Dating The Era of Lord Ram
- Author: Pushkar Bhatnagar
- Language: English
- Genre: History
- Publisher: Rupa Publications
- Publication date: 2004
- Publication place: India
- Published in English: 2004
- Media type: Paperback and Ebook
- Pages: 172
- ISBN: 978-8129104984
- OCLC: 500035996

= Dating The Era of Lord Ram =

Indian history book

Dating the Era of Lord Ram is an English-language book published in 2004 by Rupa & Co, written by Pushkar Bhatnagar. The book is about the life of Rama (also spelt "Ram"), a deity in Hinduism.

== Content ==
According to Valmiki, when Rama was born, the sun was in Aries, the moon was in Cancer, Jupiter and the moon were both in Libra, Venus was in Pisces, and Mars was in Capricorn. Additionally, it was the ninth day of the moon's ascending phase in the lunar month of Chaitra. With the use of a powerful piece of software, the two slides on the book's cover show that on January 10, 5114 B.C., these particular astral conditions were present in the sky.

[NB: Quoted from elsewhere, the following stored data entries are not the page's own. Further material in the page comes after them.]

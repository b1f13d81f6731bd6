//! Per-frame input routing for the workbench.
//!
//! The [`InputDispatcher`] is the host loop's single entry point. Each frame
//! the host hands it a [`FrameInput`] (pointer position in world units,
//! button edges, pressed keys) and the dispatcher routes it according to the
//! current [`Mode`](machinery_core::mode::Mode):
//!
//! | Mode               | Left click                   | Right click              |
//! |--------------------|------------------------------|--------------------------|
//! | Selection          | select / cycle targets       | clear selection          |
//! | ComponentPlacement | commit held component        | cancel and refund        |
//! | WirePlacement      | route click                  | cancel route preview     |
//! | PipePlacement      | logged                       | logged                   |
//! | Simulation         | logged                       | logged                   |
//!
//! The dispatcher owns the grid, the component store and the mode
//! controller; the wire router and the placement session are shared with
//! the controller as mode listeners so that leaving a mode always cleans up
//! after it.

pub mod dispatcher;
pub mod error;
pub mod frame;
pub mod selection;
pub mod session;

pub use dispatcher::{ClickOutcome, DispatcherConfig, HoverInfo, InputDispatcher};
pub use error::InputError;
pub use frame::{FrameInput, Key};
pub use selection::{Selection, SelectionInfo, SelectionTarget};
pub use session::{HeldItem, PlacementSession};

This book uses Western scientific progress to demonstrate how old the East is.

== Controversy ==
Historians had questioned and asked for evidence to prove the existence of "Lord Ram". A professor of Allahabad University, R. P. Tripathi, said historical characters need solid evidence to justify the myths, and the former chairman of the Indian Council of Historical Research, S Setter, said that there is no such evidence that can prove the existence of Rama, asserting that "Lord Ram is myth".

==In art and culture==
The makers of the 2022 film Ram Setu make mentions of the book.